[Stored items]
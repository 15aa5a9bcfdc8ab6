/*
 *  config.rs
 *
 *  sh1106-fbsync - keep the glass in step with the framebuffer
 *  (c) 2020-26 Stuart Hunter
 *
 *  Layered configuration: defaults, YAML file, command line
 *
 *  This program is free software: you can redistribute it and/or modify
 *  it under the terms of the GNU General Public License as published by
 *  the Free Software Foundation, either version 3 of the License, or
 *  (at your option) any later version.
 *
 *  This program is distributed in the hope that it will be useful,
 *  but WITHOUT ANY WARRANTY; without even the implied warranty of
 *  MERCHANTABILITY or FITNESS FOR A PARTICULAR PURPOSE.  See the
 *  GNU General Public License for more details.
 *
 *  See <http://www.gnu.org/licenses/> to get a copy of the GNU General
 *  Public License.
 *
 */

use clap::{ArgAction, Parser, ValueHint};
use dirs_next::home_dir;
use serde::{Deserialize, Serialize};
use std::{fs, path::{Path, PathBuf}, time::Duration};
use thiserror::Error;

use crate::display::driver::DriverOptions;
use crate::display::protocol::DEFAULT_CONTRAST;
use crate::display::scheduler::DEFAULT_FLUSH_INTERVAL;
use crate::display::sync::Polarity;
use crate::display::traits::{Geometry, SurfaceGeometry};

/// Default i2c-dev node
pub const DEFAULT_I2C_BUS: &str = "/dev/i2c-1";

/// Default 7-bit controller address
pub const DEFAULT_I2C_ADDRESS: u8 = 0x3C;

/// Error type for config loading/validation.
#[derive(Debug, Error)]
pub enum ConfigError {
    #[error("YAML parse error: {0}")]
    Yaml(#[from] serde_yaml::Error),
    #[error("I/O error: {0}")]
    Io(#[from] std::io::Error),
    #[error("Validation error: {0}")]
    Validation(String),
}

/// Top-level app configuration. Every field optional so layers can stack.
#[derive(Debug, Clone, Serialize, Deserialize, Default, PartialEq)]
pub struct Config {
    pub log_level: Option<String>,     // e.g., "info" | "debug"
    pub display: Option<DisplayConfig>,
    pub surface: Option<SurfaceConfig>,
}

#[derive(Debug, Clone, Serialize, Deserialize, Default, PartialEq)]
pub struct DisplayConfig {
    pub width: Option<u32>,
    pub height: Option<u32>,
    pub column_offset: Option<u8>,     // 2 on many 1.3" modules
    pub contrast: Option<u8>,          // sent during init
    pub polarity: Option<Polarity>,
    pub flush_interval_ms: Option<u64>,
    pub power_off_on_exit: Option<bool>,
    pub bus: Option<BusConfig>,
}

#[derive(Debug, Clone, Serialize, Deserialize, Default, PartialEq)]
pub struct SurfaceConfig {
    /// Framebuffer file to map, e.g. /dev/fb1 or /dev/shm/oled.fb
    pub path: Option<PathBuf>,
    /// Bytes per row, packed when unset
    pub stride: Option<usize>,
}

#[derive(Debug, Clone, Serialize, Deserialize, PartialEq)]
#[serde(tag = "type", rename_all = "lowercase")]
pub enum BusConfig {
    I2c {
        bus: String,        // e.g. "/dev/i2c-1"
        address: u8,        // e.g. 0x3C (7-bit)
    },
}

impl Default for BusConfig {
    fn default() -> Self {
        BusConfig::I2c { bus: DEFAULT_I2C_BUS.to_string(), address: DEFAULT_I2C_ADDRESS }
    }
}

/// CLI overrides. All fields are Options so we can layer them over YAML.
#[derive(Debug, Parser, Clone, Default)]
#[command(name = "sh1106-fbsync", version, about = "Mirror a 1bpp framebuffer onto an SH1106 OLED")]
pub struct Cli {
    /// Path to a YAML config file (overrides search)
    #[arg(long, value_hint = ValueHint::FilePath)]
    pub config: Option<PathBuf>,
    #[arg(long)]
    pub log_level: Option<String>,
    /// Shorthand for --log-level debug
    #[arg(short, long, action = ArgAction::SetTrue)]
    pub debug: bool,
    #[arg(long)]
    pub width: Option<u32>,
    #[arg(long)]
    pub height: Option<u32>,
    #[arg(long)]
    pub column_offset: Option<u8>,
    #[arg(long, value_enum)]
    pub polarity: Option<PolarityArg>,
    /// Milliseconds between flushes
    #[arg(long)]
    pub interval_ms: Option<u64>,
    /// i2c-dev node, e.g. /dev/i2c-1
    #[arg(long, value_hint = ValueHint::FilePath)]
    pub bus: Option<String>,
    /// 7-bit address, decimal or 0x hex
    #[arg(long, value_parser = parse_address)]
    pub address: Option<u8>,
    /// Framebuffer file to map
    #[arg(long, value_hint = ValueHint::FilePath)]
    pub surface: Option<PathBuf>,
    #[arg(long)]
    pub stride: Option<usize>,
    /// Leave the panel lit on exit
    #[arg(long, action = ArgAction::SetTrue)]
    pub no_power_off: bool,
    /// Contrast to apply once attached (0-255)
    #[arg(long)]
    pub contrast: Option<String>,
    /// Record bus traffic instead of opening the i2c device
    #[arg(long, action = ArgAction::SetTrue)]
    pub dry_run: bool,
    /// Push a single frame and exit
    #[arg(long, action = ArgAction::SetTrue)]
    pub once: bool,
    /// Draw a test pattern instead of mapping a surface
    #[arg(long, action = ArgAction::SetTrue)]
    pub test_pattern: bool,
    /// dump fully merged config (after overrides) and exit
    #[arg(long, action = ArgAction::SetTrue)]
    pub dump_config: bool,
}

#[derive(Debug, Clone, Copy, PartialEq, Eq, clap::ValueEnum)]
pub enum PolarityArg {
    Normal,
    Inverted,
}

impl From<PolarityArg> for Polarity {
    fn from(arg: PolarityArg) -> Self {
        match arg {
            PolarityArg::Normal => Polarity::Normal,
            PolarityArg::Inverted => Polarity::Inverted,
        }
    }
}

fn parse_address(s: &str) -> Result<u8, String> {
    let parsed = match s.strip_prefix("0x").or_else(|| s.strip_prefix("0X")) {
        Some(hex) => u8::from_str_radix(hex, 16),
        None => s.parse::<u8>(),
    };
    match parsed {
        Ok(addr) if addr <= 0x7F => Ok(addr),
        Ok(addr) => Err(format!("address 0x{addr:02X} is not a 7-bit address")),
        Err(e) => Err(format!("bad address '{s}': {e}")),
    }
}

/// Public entry point: read YAML, merge CLI over it, validate.
pub fn load(cli: &Cli) -> Result<Config, ConfigError> {
    // 1) defaults (from `Default` impl)
    let mut cfg = Config::default();

    // 2) YAML file (explicit path or search)
    if let Some(p) = cli.config.as_ref() {
        if p.exists() {
            let y = read_yaml(p)?;
            merge(&mut cfg, y);
        } else {
            return Err(ConfigError::Validation(format!(
                "Config file not found: {}",
                p.display()
            )));
        }
    } else if let Some(p) = find_config_file() {
        let y = read_yaml(&p)?;
        merge(&mut cfg, y);
    }

    // 3) CLI overrides (highest precedence)
    apply_cli_overrides(&mut cfg, cli);

    // 4) Validate
    validate(&cfg)?;

    Ok(cfg)
}

/// Pretty YAML of the effective config
pub fn dump(cfg: &Config) -> Result<String, ConfigError> {
    Ok(serde_yaml::to_string(cfg)?)
}

/// Try common locations in order (first hit wins).
fn find_config_file() -> Option<PathBuf> {
    // XDG-style: ~/.config/sh1106-fbsync/config.yaml
    if let Some(home) = home_dir() {
        let p = home.join(".config/sh1106-fbsync/config.yaml");
        if p.exists() { return Some(p) }
        let p = home.join(".config/sh1106-fbsync.yaml");
        if p.exists() { return Some(p) }
    }
    // project local
    for candidate in &["sh1106-fbsync.yaml", "config/sh1106-fbsync.yaml"] {
        let p = PathBuf::from(candidate);
        if p.exists() { return Some(p) }
    }
    None
}

fn read_yaml(path: &Path) -> Result<Config, ConfigError> {
    let s = fs::read_to_string(path)?;
    let cfg: Config = serde_yaml::from_str(&s)?;
    Ok(cfg)
}

/// Shallow merge `src` into `dst`, Option-by-Option.
fn merge(dst: &mut Config, src: Config) {
    // top-level
    if src.log_level.is_some()      { dst.log_level = src.log_level; }
    // display
    match (&mut dst.display, src.display) {
        (None, Some(c)) => dst.display = Some(c),
        (Some(d), Some(s)) => merge_display(d, s),
        _ => {}
    }
    // surface
    match (&mut dst.surface, src.surface) {
        (None, Some(c)) => dst.surface = Some(c),
        (Some(d), Some(s)) => {
            if s.path.is_some()   { d.path = s.path; }
            if s.stride.is_some() { d.stride = s.stride; }
        }
        _ => {}
    }
}

fn merge_display(dst: &mut DisplayConfig, src: DisplayConfig) {
    if src.width.is_some()              { dst.width = src.width; }
    if src.height.is_some()             { dst.height = src.height; }
    if src.column_offset.is_some()      { dst.column_offset = src.column_offset; }
    if src.contrast.is_some()           { dst.contrast = src.contrast; }
    if src.polarity.is_some()           { dst.polarity = src.polarity; }
    if src.flush_interval_ms.is_some()  { dst.flush_interval_ms = src.flush_interval_ms; }
    if src.power_off_on_exit.is_some()  { dst.power_off_on_exit = src.power_off_on_exit; }
    if src.bus.is_some()                { dst.bus = src.bus; }
}

fn apply_cli_overrides(cfg: &mut Config, cli: &Cli) {
    if cli.log_level.is_some()  { cfg.log_level = cli.log_level.clone(); }
    if cli.debug                { cfg.log_level = Some("debug".to_string()); }

    let any_display = cli.width.is_some()
        || cli.height.is_some()
        || cli.column_offset.is_some()
        || cli.polarity.is_some()
        || cli.interval_ms.is_some()
        || cli.bus.is_some()
        || cli.address.is_some()
        || cli.no_power_off;

    if any_display && cfg.display.is_none() {
        cfg.display = Some(DisplayConfig::default());
    }
    if let Some(display) = cfg.display.as_mut() {
        if cli.width.is_some()          { display.width = cli.width; }
        if cli.height.is_some()         { display.height = cli.height; }
        if cli.column_offset.is_some()  { display.column_offset = cli.column_offset; }
        if let Some(p) = cli.polarity   { display.polarity = Some(p.into()); }
        if cli.interval_ms.is_some()    { display.flush_interval_ms = cli.interval_ms; }
        if cli.no_power_off             { display.power_off_on_exit = Some(false); }
        if cli.bus.is_some() || cli.address.is_some() {
            let BusConfig::I2c { bus, address } = display.bus.take().unwrap_or_default();
            display.bus = Some(BusConfig::I2c {
                bus: cli.bus.clone().unwrap_or(bus),
                address: cli.address.unwrap_or(address),
            });
        }
    }

    if cli.surface.is_some() || cli.stride.is_some() {
        let surface = cfg.surface.get_or_insert_with(SurfaceConfig::default);
        if cli.surface.is_some() { surface.path = cli.surface.clone(); }
        if cli.stride.is_some()  { surface.stride = cli.stride; }
    }
}

/// Put any invariants here (required fields, ranges, etc.)
fn validate(cfg: &Config) -> Result<(), ConfigError> {
    cfg.geometry()
        .validate()
        .map_err(|e| ConfigError::Validation(e.to_string()))?;

    if let Some(display) = cfg.display.as_ref() {
        if display.flush_interval_ms == Some(0) {
            return Err(ConfigError::Validation("display flush_interval_ms must be > 0".into()));
        }
        if let Some(BusConfig::I2c { address, .. }) = display.bus.as_ref() {
            if *address > 0x7F {
                return Err(ConfigError::Validation(format!(
                    "i2c address 0x{address:02X} is not a 7-bit address"
                )));
            }
        }
    }

    let packed = cfg.surface_geometry();
    if let Some(stride) = cfg.surface.as_ref().and_then(|s| s.stride) {
        if stride < packed.stride {
            return Err(ConfigError::Validation(format!(
                "surface stride {} is shorter than a {} pixel row",
                stride, packed.width
            )));
        }
    }
    Ok(())
}

impl Config {
    fn display(&self) -> DisplayConfig {
        self.display.clone().unwrap_or_default()
    }

    /// Effective log filter
    pub fn log_level(&self) -> &str {
        self.log_level.as_deref().unwrap_or("info")
    }

    pub fn geometry(&self) -> Geometry {
        let display = self.display();
        let default = Geometry::default();
        Geometry::new(display.width.unwrap_or(default.width), display.height.unwrap_or(default.height))
            .with_column_offset(display.column_offset.unwrap_or(0))
    }

    /// Surface layout, sized to the panel
    pub fn surface_geometry(&self) -> SurfaceGeometry {
        let geometry = self.geometry();
        let mut surface = SurfaceGeometry::packed(geometry.width, geometry.height);
        if let Some(stride) = self.surface.as_ref().and_then(|s| s.stride) {
            surface.stride = stride;
        }
        surface
    }

    pub fn surface_path(&self) -> Option<&Path> {
        self.surface.as_ref().and_then(|s| s.path.as_deref())
    }

    pub fn bus(&self) -> BusConfig {
        self.display().bus.unwrap_or_default()
    }

    pub fn driver_options(&self) -> DriverOptions {
        let display = self.display();
        DriverOptions {
            geometry: self.geometry(),
            polarity: display.polarity.unwrap_or_default(),
            contrast: display.contrast.unwrap_or(DEFAULT_CONTRAST),
            flush_interval: display
                .flush_interval_ms
                .map(Duration::from_millis)
                .unwrap_or(DEFAULT_FLUSH_INTERVAL),
            power_off_on_exit: display.power_off_on_exit.unwrap_or(true),
        }
    }
}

## EXERCISE INSTRUCTIONS
Could you set down, exactly as written, the lines above between the one holding "let any_display = cli.width.is_some()" and the one holding "surface.path = cli.surface.clone();", inclusive, and nothing more?

## WRITTEN RESPONSE
    let any_display = cli.width.is_some()
        || cli.height.is_some()
        || cli.column_offset.is_some()
        || cli.polarity.is_some()
        || cli.interval_ms.is_some()
        || cli.bus.is_some()
        || cli.address.is_some()
        || cli.no_power_off;

    if any_display && cfg.display.is_none() {
        cfg.display = Some(DisplayConfig::default());
    }
    if let Some(display) = cfg.display.as_mut() {
        if cli.width.is_some()          { display.width = cli.width; }
        if cli.height.is_some()         { display.height = cli.height; }
        if cli.column_offset.is_some()  { display.column_offset = cli.column_offset; }
        if let Some(p) = cli.polarity   { display.polarity = Some(p.into()); }
        if cli.interval_ms.is_some()    { display.flush_interval_ms = cli.interval_ms; }
        if cli.no_power_off             { display.power_off_on_exit = Some(false); }
        if cli.bus.is_some() || cli.address.is_some() {
            let BusConfig::I2c { bus, address } = display.bus.take().unwrap_or_default();
            display.bus = Some(BusConfig::I2c {
                bus: cli.bus.clone().unwrap_or(bus),
                address: cli.address.unwrap_or(address),
            });
        }
    }

    if cli.surface.is_some() || cli.stride.is_some() {
        let surface = cfg.surface.get_or_insert_with(SurfaceConfig::default);
        if cli.surface.is_some() { surface.path = cli.surface.clone(); }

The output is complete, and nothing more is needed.